Secure method for storing/retrieving a PGP private key and passphrase?

Question

I have a web application that needs to store server login information. I\'m using a 2048bit PGP public key to encrypt inserted passwords (see the insertServerDef

Answer 1

I believe there cannot be an answer unless you describe the threat scenario you want to avoid.

Let me rephrase your situation: You need to have a plain text password for accessing remote systems via SSH. The goal is to protect this password, but have it available when needed.

There really is no way to both protect the password and be able to use in its plain text form. There always has to be a way to decrypt it, and this needs both the mechanism and the secret key.

You can try to iterate a bit on this, like protecting this secret again, but in the end you will need to store the final plain text password into a variable and pass it into the authentication scheme.
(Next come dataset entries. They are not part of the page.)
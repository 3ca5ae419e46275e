use crate::model::{NewTask, Stage, Task, TaskId, TaskRecord};
use rusqlite::{params, Connection};
use std::fs;
use std::path::{Path, PathBuf};
use std::time::Duration;
use tracing::{debug, info};

const SCHEMA_SQL: &str = "CREATE TABLE IF NOT EXISTS tasks (
    id INTEGER PRIMARY KEY AUTOINCREMENT,
    title TEXT NOT NULL,
    description TEXT,
    status INTEGER,
    created_at TIMESTAMP DEFAULT CURRENT_TIMESTAMP,
    updated_at TIMESTAMP DEFAULT CURRENT_TIMESTAMP
);";

pub type StoreResult<T> = Result<T, StoreError>;

#[derive(thiserror::Error, Debug)]
pub enum StoreError {
    #[error("cannot create directory {path:?}: {source}")]
    CreateDir {
        path: PathBuf,
        source: std::io::Error,
    },
    #[error("cannot open task database {path:?}: {source}")]
    Open {
        path: PathBuf,
        source: rusqlite::Error,
    },
    #[error("storage failure: {0}")]
    Sqlite(#[from] rusqlite::Error),
    #[error("stored task has unknown status {0}")]
    InvalidStage(i64),
    #[error("task {0} not found")]
    NotFound(TaskId),
}

pub trait TaskStore {
    fn create(&mut self, task: &NewTask) -> StoreResult<TaskId>;
    fn load_all(&mut self) -> StoreResult<Vec<Task>>;
    fn update(&mut self, id: TaskId, title: &str, description: &str) -> StoreResult<()>;
    fn set_stage(&mut self, id: TaskId, stage: Stage) -> StoreResult<()>;
    fn delete(&mut self, id: TaskId) -> StoreResult<()>;
    fn clear_all(&mut self) -> StoreResult<()>;
    fn records(&mut self) -> StoreResult<Vec<TaskRecord>>;
    fn close(self: Box<Self>) -> StoreResult<()>;
}

pub struct SqliteStore {
    conn: Connection,
    path: Option<PathBuf>,
}

impl SqliteStore {
    pub fn open(path: &Path) -> StoreResult<Self> {
        if let Some(parent) = path.parent().filter(|p| !p.as_os_str().is_empty()) {
            fs::create_dir_all(parent).map_err(|source| StoreError::CreateDir {
                path: parent.to_path_buf(),
                source,
            })?;
        }
        let conn = Connection::open(path).map_err(|source| StoreError::Open {
            path: path.to_path_buf(),
            source,
        })?;
        let store = SqliteStore {
            conn,
            path: Some(path.to_path_buf()),
        };
        store.bootstrap()?;
        info!(path = %path.display(), "opened task store");
        Ok(store)
    }

    #[cfg(test)]
    pub fn open_in_memory() -> StoreResult<Self> {
        let conn = Connection::open_in_memory()?;
        let store = SqliteStore { conn, path: None };
        store.bootstrap()?;
        Ok(store)
    }

    pub fn path(&self) -> Option<&Path> {
        self.path.as_deref()
    }

    fn bootstrap(&self) -> StoreResult<()> {
        self.conn.busy_timeout(Duration::from_secs(5))?;
        self.conn.execute_batch(SCHEMA_SQL)?;
        Ok(())
    }

    fn mutate_one<P: rusqlite::Params>(&mut self, id: TaskId, sql: &str, params: P) -> StoreResult<()> {
        let tx = self.conn.transaction()?;
        let changed = tx.execute(sql, params)?;
        if changed == 0 {
            return Err(StoreError::NotFound(id));
        }
        tx.commit()?;
        Ok(())
    }
}

impl TaskStore for SqliteStore {
    fn create(&mut self, task: &NewTask) -> StoreResult<TaskId> {
        let tx = self.conn.transaction()?;
        tx.execute(
            "INSERT INTO tasks (title, description, status) VALUES (?1, ?2, ?3)",
            params![task.title, task.description, task.stage.to_db()],
        )?;
        let id = TaskId(tx.last_insert_rowid());
        tx.commit()?;
        debug!(%id, stage = ?task.stage, "inserted task");
        Ok(id)
    }

    fn load_all(&mut self) -> StoreResult<Vec<Task>> {
        let mut stmt = self
            .conn
            .prepare("SELECT id, title, description, status FROM tasks ORDER BY id")?;
        let rows = stmt
            .query_map([], |row| {
                Ok((
                    row.get::<_, i64>(0)?,
                    row.get::<_, String>(1)?,
                    row.get::<_, Option<String>>(2)?,
                    row.get::<_, Option<i64>>(3)?,
                ))
            })?
            .collect::<Result<Vec<_>, _>>()?;
        rows.into_iter()
            .map(|(id, title, description, status)| {
                let raw = status.unwrap_or_default();
                let stage = Stage::from_db(raw).ok_or(StoreError::InvalidStage(raw))?;
                Ok(Task {
                    id: TaskId(id),
                    stage,
                    title,
                    description: description.unwrap_or_default(),
                })
            })
            .collect()
    }

    fn update(&mut self, id: TaskId, title: &str, description: &str) -> StoreResult<()> {
        self.mutate_one(
            id,
            "UPDATE tasks SET title = ?1, description = ?2, updated_at = CURRENT_TIMESTAMP
             WHERE id = ?3",
            params![title, description, id.0],
        )
    }

    fn set_stage(&mut self, id: TaskId, stage: Stage) -> StoreResult<()> {
        self.mutate_one(
            id,
            "UPDATE tasks SET status = ?1, updated_at = CURRENT_TIMESTAMP WHERE id = ?2",
            params![stage.to_db(), id.0],
        )
    }

    fn delete(&mut self, id: TaskId) -> StoreResult<()> {
        self.mutate_one(id, "DELETE FROM tasks WHERE id = ?1", params![id.0])
    }

    fn clear_all(&mut self) -> StoreResult<()> {
        let tx = self.conn.transaction()?;
        let removed = tx.execute("DELETE FROM tasks", [])?;
        tx.commit()?;
        info!(removed, "cleared task store");
        Ok(())
    }

    fn records(&mut self) -> StoreResult<Vec<TaskRecord>> {
        let mut stmt = self.conn.prepare(
            "SELECT id, title, description, status, created_at, updated_at
             FROM tasks ORDER BY status, id",
        )?;
        let rows = stmt
            .query_map([], |row| {
                Ok((
                    row.get::<_, i64>(0)?,
                    row.get::<_, String>(1)?,
                    row.get::<_, Option<String>>(2)?,
                    row.get::<_, Option<i64>>(3)?,
                    row.get::<_, chrono::NaiveDateTime>(4)?,
                    row.get::<_, chrono::NaiveDateTime>(5)?,
                ))
            })?
            .collect::<Result<Vec<_>, _>>()?;
        rows.into_iter()
            .map(|(id, title, description, status, created_at, updated_at)| {
                let raw = status.unwrap_or_default();
                Ok(TaskRecord {
                    id: TaskId(id),
                    title,
                    description: description.unwrap_or_default(),
                    stage: Stage::from_db(raw).ok_or(StoreError::InvalidStage(raw))?,
                    created_at,
                    updated_at,
                })
            })
            .collect()
    }

    fn close(self: Box<Self>) -> StoreResult<()> {
        let path = self.path().map(Path::to_path_buf);
        self.conn.close().map_err(|(_, err)| StoreError::Sqlite(err))?;
        if let Some(path) = path {
            info!(path = %path.display(), "closed task store");
        }
        Ok(())
    }
}

#[cfg(test)]
mod tests {
    use super::*;

    fn store() -> SqliteStore {
        SqliteStore::open_in_memory().expect("in-memory store should open")
    }

    #[test]
    fn create_then_load_contains_task_once() {
        let mut store = store();
        let new = NewTask::new(Stage::Todo, "A", "desc");
        let id = store.create(&new).unwrap();

        let tasks = store.load_all().unwrap();
        assert_eq!(tasks, vec![Task::from_new(id, new)]);
    }

    #[test]
    fn load_all_keeps_insertion_order() {
        let mut store = store();
        for title in ["first", "second", "third"] {
            store.create(&NewTask::new(Stage::Done, title, "")).unwrap();
        }
        let titles: Vec<_> = store
            .load_all()
            .unwrap()
            .into_iter()
            .map(|t| t.title)
            .collect();
        assert_eq!(titles, ["first", "second", "third"]);
    }

    #[test]
    fn clear_all_then_load_is_empty() {
        let mut store = store();
        store.create(&NewTask::new(Stage::Todo, "a", "")).unwrap();
        store.create(&NewTask::new(Stage::Done, "b", "")).unwrap();
        store.clear_all().unwrap();
        assert!(store.load_all().unwrap().is_empty());
    }

    #[test]
    fn duplicate_content_rows_are_targeted_individually() {
        let mut store = store();
        let twin = NewTask::new(Stage::Todo, "same", "same");
        let first = store.create(&twin).unwrap();
        let second = store.create(&twin).unwrap();
        assert_ne!(first, second);

        store.delete(first).unwrap();
        let remaining = store.load_all().unwrap();
        assert_eq!(remaining.len(), 1);
        assert_eq!(remaining[0].id, second);

        store.set_stage(second, Stage::Done).unwrap();
        store.update(second, "renamed", "body").unwrap();
        let task = &store.load_all().unwrap()[0];
        assert_eq!(task.stage, Stage::Done);
        assert_eq!(task.title, "renamed");
        assert_eq!(task.description, "body");
    }

    #[test]
    fn mutations_on_missing_rows_report_not_found() {
        let mut store = store();
        let ghost = TaskId(42);
        assert!(matches!(store.delete(ghost), Err(StoreError::NotFound(id)) if id == ghost));
        assert!(matches!(
            store.set_stage(ghost, Stage::Done),
            Err(StoreError::NotFound(_))
        ));
        assert!(matches!(
            store.update(ghost, "t", "d"),
            Err(StoreError::NotFound(_))
        ));
    }

    #[test]
    fn unknown_status_is_rejected_on_load() {
        let mut store = store();
        store
            .conn
            .execute(
                "INSERT INTO tasks (title, description, status) VALUES ('bad', '', 9)",
                [],
            )
            .unwrap();
        assert!(matches!(store.load_all(), Err(StoreError::InvalidStage(9))));
    }

    #[test]
    fn null_description_loads_as_empty() {
        let mut store = store();
        store
            .conn
            .execute(
                "INSERT INTO tasks (title, status) VALUES ('bare', 1)",
                [],
            )
            .unwrap();
        let tasks = store.load_all().unwrap();
        assert_eq!(tasks[0].description, "");
        assert_eq!(tasks[0].stage, Stage::InProgress);
    }

    #[test]
    fn records_carry_timestamps() {
        let mut store = store();
        let id = store.create(&NewTask::new(Stage::InProgress, "t", "d")).unwrap();
        let records = store.records().unwrap();
        assert_eq!(records.len(), 1);
        assert_eq!(records[0].id, id);
        assert!(records[0].updated_at >= records[0].created_at);
    }

    #[test]
    fn file_store_persists_across_reopen() {
        let dir = tempfile::tempdir().unwrap();
        let path = dir.path().join("nested").join("tasks.db");
        {
            let mut store = SqliteStore::open(&path).unwrap();
            store.create(&NewTask::new(Stage::Todo, "kept", "")).unwrap();
            Box::new(store).close().unwrap();
        }
        let mut reopened = SqliteStore::open(&path).unwrap();
        assert_eq!(reopened.path(), Some(path.as_path()));
        let tasks = reopened.load_all().unwrap();
        assert_eq!(tasks.len(), 1);
        assert_eq!(tasks[0].title, "kept");
    }

    #[test]
    fn open_fails_when_parent_is_a_file() {
        let dir = tempfile::tempdir().unwrap();
        let blocker = dir.path().join("blocker");
        std::fs::write(&blocker, "x").unwrap();
        let result = SqliteStore::open(&blocker.join("tasks.db"));
        assert!(matches!(result, Err(StoreError::CreateDir { .. })));
    }
}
What is the threat scenario you want to avoid?

• someone steals a dump of your database and should not know the stored passwords
• someone breaks into your server and reads both the database and the file with the secret passphrase
• someone breaks into your server, alters your script and intercepts at the point where the decrypted plain text password is used

You see, there is always a way to do harm. Most harm can be done if you do not check regularly against irregular activity on your systems. Like monitor all log files for attacks. Probably send the logs to another syslog server so that an attacker cannot change them if they are on the same server. If you do everything you can to prevent attackers from getting onto your system, then the need to securely store the secret passphrase diminishes.

It might be an idea to store the passphrase into RAM, like on a RAM disk or inside a dedicated memory. This way, if the server gets stolen, it most likely will be unpowered and forget the passphrase. But you then must have a way to restore the passphrase from remote to continue operation after a reboot. But again: if you cannot detect that an attacker is on your system, it's meaningless whether the passphrase is inside RAM or on magnetic disk - it can be read.

I wonder why you deal with passwords in the first place. If I use SSH, I always try to use SSH keys for cryptographic authentication. This is more secure on the target server, because one account (like root) can have multiple SSH keys, and if the one stored on your server is compromised, it can be deleted without interfering with the other keys. Yes, these SSH keys can be secured with a password, too.